Business

Pandemic bounce back loan repayments set to begin


Thousands of small businesses are due to start repaying Covid support loans this week, when year-long payment holidays start to tail off.

When bounce back loans were launched in May last year, there was a huge rush of applications from companies seeking support as the pandemic escalated. Repayments on loans made in the early days are due from today.

Banks extended £46.5 billion to 1.5 million small businesses in bounce back loans, which are 100 per cent government-backed. About a fifth of borrowers have already asked their banks for more time to repay, with most choosing to extend the term from six to ten years. However, the majority have stuck to the original terms, which should mean that they will start to repay after the 12-month payment holiday.

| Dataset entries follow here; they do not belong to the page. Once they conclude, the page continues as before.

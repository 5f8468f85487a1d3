//! Query execution.

mod http;

use async_trait::async_trait;
use serde_json::Value;

use crate::error::GraphqlError;

pub use http::HttpExecutor;

/// Something that can run a GraphQL query and return its `data` member.
///
/// The server holds an `Arc<dyn QueryExecutor>` so handlers can be exercised
/// against stubs without a network.
///
/// # Implementors
///
/// - `HttpExecutor` - POSTs to the Contentstack GraphQL Delivery API
///
/// # Example
///
/// ```ignore
/// use bff_graphql::{GraphqlError, QueryExecutor};
///
/// struct Canned(serde_json::Value);
///
/// #[async_trait]
/// impl QueryExecutor for Canned {
///     async fn execute(&self, _query: &str, _variables: Option<Value>) -> Result<Value, GraphqlError> {
///         Ok(self.0.clone())
///     }
///
///     fn name(&self) -> &str {
///         "canned"
///     }
/// }
/// ```
#[async_trait]
pub trait QueryExecutor: Send + Sync {
    /// Executes `query` with optional `variables`.
    ///
    /// # Errors
    ///
    /// - `GraphqlError::Transport` if the request could not be sent
    /// - `GraphqlError::Status` if the endpoint answered with a non-2xx status
    /// - `GraphqlError::Response` if the body carries GraphQL errors
    async fn execute(&self, query: &str, variables: Option<Value>) -> Result<Value, GraphqlError>;

    /// Returns the name of this executor, used in logs.
    fn name(&self) -> &str;
}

Whether or not those payments start to flow in will provide the first indications of how businesses are faring and how many loans might have been fraudulent. One senior banker said: “Banks have already stopped fraud by identifying many non-eligible customers at the start. In terms of others, we will start to find out over the next couple of months.”

Under the goverment’s pay-as-you-grow initiative, customers can still opt to extend their loans to ten years, reduce monthly repayments for six months by paying interest only or take a repayment holiday for up to six months.

Martin McTague, of the Federation of Small Businesses, called on banks to pro-actively contact customers “to make them aware of pay as you grow, talking through how best to make use of it and being crystal clear about what doing so could mean for future credit applications”.